Autocar Pro News DeskBy Autocar Pro News Desk calendar 29 Sep 2006 Views icon3251 Views Share - Share to Facebook Share to Twitter Share to LinkedIn Share to Whatsapp
GM's Asia strategy is key growth driver
General Motor’s decision to build a new plant in Talegaon near Pune and its capacity expansion in markets like Thailand shows that it is serious about its Asia innings. The carmaker is aware that over 50 percent growth in the global automotive industry will emerge from Asia-Pacific. Last year, GM sold nearly two lakh vehicles in the region.

The capacity expansion in India comes on the heels of GM’s increasing investments in China. GM is investing $3 billion in China on top of $2 billion it had earlier announced. Its production capacity in China is now close to 5 lakh vehicles a year, after GM and its China partner Shanghai Automotive Industry Corp opened a new plant in March 2005. More capacity expansions will follow since GM aims to make 1.3 million vehicles in China by 2007. GM also outsold Volkswagen in the first half of the year when its sales rose 47 percent compared to VW’s 32 percent.

China and India will be the key to the company’s growth in the region, but Southeast Asia is not lagging far behind.
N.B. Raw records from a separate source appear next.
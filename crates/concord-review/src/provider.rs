use std::path::Path;

use concord_core::rules::{check_unique_ids, load_rules_file};
use concord_core::{ConcordConfig, ConcordError, Rule};

/// Supplies the rules that apply to a file. An empty list skips the file.
pub trait RuleProvider: Send + Sync {
    /// Rules to check `path` against.
    ///
    /// # Errors
    ///
    /// Any error fails the file it was asked about, nothing else.
    fn applicable_rules(&self, path: &Path) -> Result<Vec<Rule>, ConcordError>;
}

/// A fixed rule list filtered by each rule's `enabled` flag and
/// `applies_to` globs.
///
/// # Examples
///
/// ```
/// use std::path::Path;
/// use concord_core::{Rule, Severity};
/// use concord_review::provider::{RuleProvider, RuleSet};
///
/// let mut py = Rule::new("bare-except", "No bare except", Severity::Error);
/// py.applies_to = vec!["*.py".into()];
/// let set = RuleSet::new(vec![py]).unwrap();
/// assert_eq!(set.applicable_rules(Path::new("app.py")).unwrap().len(), 1);
/// assert!(set.applicable_rules(Path::new("main.rs")).unwrap().is_empty());
/// ```
#[derive(Debug, Clone, Default)]
pub struct RuleSet {
    rules: Vec<Rule>,
}

impl RuleSet {
    /// Wrap `rules`.
    ///
    /// # Errors
    ///
    /// Returns [`ConcordError::Parse`] if two rules share an id.
    pub fn new(rules: Vec<Rule>) -> Result<Self, ConcordError> {
        check_unique_ids(&rules)?;
        Ok(Self { rules })
    }

    /// Inline `[[rules]]` from the config plus the markdown `rules_file`,
    /// resolved against `base_dir`.
    ///
    /// # Errors
    ///
    /// Returns an error if the rules file cannot be read or ids collide.
    pub fn from_config(config: &ConcordConfig, base_dir: &Path) -> Result<Self, ConcordError> {
        let mut rules = config.rules.clone();
        if let Some(file) = &config.rules_file {
            let path = if file.is_absolute() {
                file.clone()
            } else {
                base_dir.join(file)
            };
            rules.extend(load_rules_file(&path)?);
        }
        Self::new(rules)
    }

    /// Every rule, including disabled ones.
    pub fn rules(&self) -> &[Rule] {
        &self.rules
    }

    pub fn is_empty(&self) -> bool {
        self.rules.is_empty()
    }
}

impl RuleProvider for RuleSet {
    fn applicable_rules(&self, path: &Path) -> Result<Vec<Rule>, ConcordError> {
        Ok(self
            .rules
            .iter()
            .filter(|r| r.applies_to_path(path))
            .cloned()
            .collect())
    }
}

#[cfg(test)]
mod tests {
    use concord_core::Severity;

    use super::*;

    #[test]
    fn duplicate_ids_are_rejected() {
        let rules = vec![
            Rule::new("a", "x", Severity::Info),
            Rule::new("a", "y", Severity::Info),
        ];
        assert!(RuleSet::new(rules).is_err());
    }

    #[test]
    fn disabled_rules_are_not_applicable() {
        let mut off = Rule::new("off", "x", Severity::Info);
        off.enabled = false;
        let set = RuleSet::new(vec![off, Rule::new("on", "y", Severity::Info)]).unwrap();
        let rules = set.applicable_rules(Path::new("a.rs")).unwrap();
        assert_eq!(rules.len(), 1);
        assert_eq!(rules[0].id, "on");
        assert_eq!(set.rules().len(), 2);
    }

    #[test]
    fn from_config_merges_inline_and_file_rules() {
        let dir = tempfile::tempdir().unwrap();
        std::fs::write(
            dir.path().join("RULES.md"),
            "## Style\n- no-todo: No TODO comments\n",
        )
        .unwrap();
        let config = ConcordConfig::from_toml(
            r#"
rules_file = "RULES.md"

[[rules]]
id = "fn-length"
description = "max 30 lines"
"#,
        )
        .unwrap();
        let set = RuleSet::from_config(&config, dir.path()).unwrap();
        let ids: Vec<_> = set.rules().iter().map(|r| r.id.as_str()).collect();
        assert_eq!(ids, vec!["fn-length", "no-todo"]);
    }

    #[test]
    fn missing_rules_file_is_an_error() {
        let dir = tempfile::tempdir().unwrap();
        let config = ConcordConfig {
            rules_file: Some("nope.md".into()),
            ..ConcordConfig::default()
        };
        assert!(RuleSet::from_config(&config, dir.path()).is_err());
    }
}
A major success has been GM’s ‘one segment, one product’ strategy in Thailand. It started its second innings in the country around the time of the 1997 financial crisis. The initial plan was to launch the Opel Astra since the Corsa had been a success in the past. Then came the crisis and Thailand’s local sales during 1997-98 stood at only 20 percent of its peak levels. GM acted fast and turned around its entire gameplan.

The company dropped the Astra and decided on the Opel Zafira which was already established globally. The emphasis shifted from selling locally to only exports. GM also delayed the commissioning of its $750 million Rayong plant to the year 2000. The Zafira badged as a Chevrolet model hit Thai showrooms in May 2000. The minivan created a new multipurpose vehicle segment in the market, quickly grabbing 65 percent of the MPV segment. GM sold the Zafira as the only product in the Thai market for more than three years during which time it slowly established the Chevrolet brand and developed its dealer network. The Opel brand was totally dropped.
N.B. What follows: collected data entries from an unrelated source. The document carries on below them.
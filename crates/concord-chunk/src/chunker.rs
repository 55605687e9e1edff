//! Token-budgeted, overlapping line chunking.
//!
//! Files that fit the budget become a single chunk. Larger files are cut
//! greedily: lines are added from a cursor until the next line would exceed
//! the budget, then the cursor moves back by the overlap so that issues
//! straddling a seam are seen whole by at least one chunk.

use std::path::Path;
use std::sync::Arc;

use concord_core::Chunk;

use crate::tokenizer::Tokenizer;

/// Splits file content into [`Chunk`]s.
///
/// # Examples
///
/// ```
/// use std::path::Path;
/// use std::sync::Arc;
/// use concord_chunk::chunker::Chunker;
/// use concord_chunk::tokenizer::HeuristicTokenizer;
///
/// let chunker = Chunker::new(Arc::new(HeuristicTokenizer::default()), 20_000, 10);
/// let chunks = chunker.chunk(Path::new("a.rs"), "fn main() {}\n");
/// assert_eq!(chunks.len(), 1);
/// assert_eq!((chunks[0].start_line, chunks[0].end_line), (1, 1));
/// ```
#[derive(Clone)]
pub struct Chunker {
    tokenizer: Arc<dyn Tokenizer>,
    token_budget: usize,
    overlap_lines: usize,
}

impl Chunker {
    /// Create a chunker. A zero budget is treated as one token.
    pub fn new(tokenizer: Arc<dyn Tokenizer>, token_budget: usize, overlap_lines: usize) -> Self {
        Self {
            tokenizer,
            token_budget: token_budget.max(1),
            overlap_lines,
        }
    }

    /// Cut `content` into ordered chunks covering every line.
    ///
    /// Line ranges are 1-based and inclusive. Consecutive chunks may overlap
    /// but never leave a gap. Empty content yields no chunks.
    pub fn chunk(&self, file_path: &Path, content: &str) -> Vec<Chunk> {
        let lines: Vec<&str> = content.lines().collect();
        let total = lines.len();
        if total == 0 {
            return Vec::new();
        }

        let whole = self.tokenizer.count_tokens(content);
        if whole.is_some_and(|t| t <= self.token_budget) {
            return vec![make_chunk(file_path, &lines, 0, total, 0)];
        }

        let costs: Vec<usize> = lines.iter().map(|l| self.line_cost(l)).collect();
        let mut chunks = Vec::new();
        let mut cursor = 0;

        loop {
            let mut end = cursor;
            let mut used = 0usize;
            while end < total {
                let cost = costs[end];
                if end > cursor && used.saturating_add(cost) > self.token_budget {
                    break;
                }
                used = used.saturating_add(cost);
                end += 1;
                if used > self.token_budget {
                    // oversized line, emitted alone
                    break;
                }
            }

            chunks.push(make_chunk(file_path, &lines, cursor, end, chunks.len()));
            if end >= total {
                break;
            }

            let next = end.saturating_sub(self.overlap_lines);
            cursor = if next > cursor { next } else { cursor + 1 };
        }

        tracing::debug!(
            path = %file_path.display(),
            lines = total,
            chunks = chunks.len(),
            budget = self.token_budget,
            "split file into chunks"
        );
        chunks
    }

    /// Tokens for one line plus its newline; unmeasurable lines are oversized.
    fn line_cost(&self, line: &str) -> usize {
        self.tokenizer
            .count_tokens(line)
            .map_or(usize::MAX, |t| t.saturating_add(1))
    }
}

fn make_chunk(file_path: &Path, lines: &[&str], start: usize, end: usize, index: usize) -> Chunk {
    Chunk {
        content: lines[start..end].join("\n"),
        start_line: start as u32 + 1,
        end_line: end as u32,
        index,
        file_path: file_path.to_path_buf(),
    }
}

#[cfg(test)]
mod tests {
    use super::*;
    use crate::tokenizer::HeuristicTokenizer;

    struct Unmeasurable;

    impl Tokenizer for Unmeasurable {
        fn count_tokens(&self, _text: &str) -> Option<usize> {
            None
        }
    }

    /// One token per line of text, regardless of length.
    struct PerLine;

    impl Tokenizer for PerLine {
        fn count_tokens(&self, text: &str) -> Option<usize> {
            Some(text.lines().count().max(1))
        }
    }

    fn numbered(n: usize) -> String {
        (1..=n).map(|i| format!("line {i:04} of the file")).collect::<Vec<_>>().join("\n")
    }

    fn assert_covers(chunks: &[Chunk], total: u32) {
        assert!(!chunks.is_empty());
        assert_eq!(chunks[0].start_line, 1);
        assert_eq!(chunks.last().unwrap().end_line, total);
        for pair in chunks.windows(2) {
            assert!(pair[1].start_line <= pair[0].end_line + 1, "gap between {pair:?}");
            assert!(pair[1].start_line > pair[0].start_line, "no progress in {pair:?}");
        }
        for (i, c) in chunks.iter().enumerate() {
            assert!(c.start_line <= c.end_line);
            assert_eq!(c.index, i);
            assert_eq!(c.content.lines().count() as u32, c.line_count());
        }
    }

    #[test]
    fn small_file_is_one_chunk() {
        let chunker = Chunker::new(Arc::new(HeuristicTokenizer::default()), 20_000, 10);
        let chunks = chunker.chunk(Path::new("a.rs"), &numbered(35));
        assert_eq!(chunks.len(), 1);
        assert_eq!((chunks[0].start_line, chunks[0].end_line), (1, 35));
        assert_eq!(chunks[0].file_path, Path::new("a.rs"));
    }

    #[test]
    fn empty_content_has_no_chunks() {
        let chunker = Chunker::new(Arc::new(HeuristicTokenizer::default()), 100, 2);
        assert!(chunker.chunk(Path::new("e.rs"), "").is_empty());
    }

    #[test]
    fn trailing_newline_does_not_add_a_line() {
        let chunker = Chunker::new(Arc::new(PerLine), 100, 0);
        let chunks = chunker.chunk(Path::new("a.rs"), "a\nb\n");
        assert_eq!(chunks[0].end_line, 2);
    }

    #[test]
    fn split_respects_budget_and_overlap() {
        // PerLine cost is 2 per line (one token + newline), budget 10 → 5 lines
        let chunker = Chunker::new(Arc::new(PerLine), 10, 2);
        let chunks = chunker.chunk(Path::new("a.rs"), &numbered(12));
        let ranges: Vec<_> = chunks.iter().map(|c| (c.start_line, c.end_line)).collect();
        assert_eq!(ranges, vec![(1, 5), (4, 8), (7, 11), (10, 12)]);
        assert!(chunks[1].content.starts_with("line 0004"));
    }

    #[test]
    fn coverage_holds_for_many_budgets_and_overlaps() {
        let content = numbered(97);
        for budget in [1, 2, 3, 7, 20, 64, 150, 700] {
            for overlap in [0, 1, 3, 10, 200] {
                let chunker =
                    Chunker::new(Arc::new(HeuristicTokenizer::default()), budget, overlap);
                let chunks = chunker.chunk(Path::new("f.rs"), &content);
                assert_covers(&chunks, 97);
            }
        }
    }

    #[test]
    fn overlap_larger_than_chunk_still_terminates() {
        let chunker = Chunker::new(Arc::new(PerLine), 4, 50);
        let chunks = chunker.chunk(Path::new("a.rs"), &numbered(6));
        assert_covers(&chunks, 6);
        assert!(chunks.len() <= 6);
    }

    #[test]
    fn unmeasurable_content_falls_back_to_single_lines() {
        let chunker = Chunker::new(Arc::new(Unmeasurable), 1_000, 3);
        let chunks = chunker.chunk(Path::new("bin.dat"), "a\nb\nc");
        let ranges: Vec<_> = chunks.iter().map(|c| (c.start_line, c.end_line)).collect();
        assert_eq!(ranges, vec![(1, 1), (2, 2), (3, 3)]);
    }

    #[test]
    fn oversized_line_gets_its_own_chunk() {
        let long = "x".repeat(400);
        let content = format!("a\n{long}\nb");
        let chunker = Chunker::new(Arc::new(HeuristicTokenizer::default()), 10, 0);
        let chunks = chunker.chunk(Path::new("a.rs"), &content);
        let ranges: Vec<_> = chunks.iter().map(|c| (c.start_line, c.end_line)).collect();
        assert_eq!(ranges, vec![(1, 1), (2, 2), (3, 3)]);
    }
}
The next GM model in Thailand came from its acquired Daewoo stable. In July 2003, GM started producing the Daewoo Nubira rebadged as the Chevrolet Optra sedan to compete with the Honda City and Toyota Soluna. The Zafira was already being shipped to 19 countries at the time. Likewise, Optra exports began to neighboring Malaysia, Indonesia and the Philippines. The Lumina (Holden Commodore) was brought in from Australia to compete with the likes of BMW 5 Series and Volvo S80. It later gained benefits under the Thailand-Australia free trade agreement in exchange for Optra exports to Australia. GM was also now producing close to 50,000 pickup trucks for Isuzu’s exports.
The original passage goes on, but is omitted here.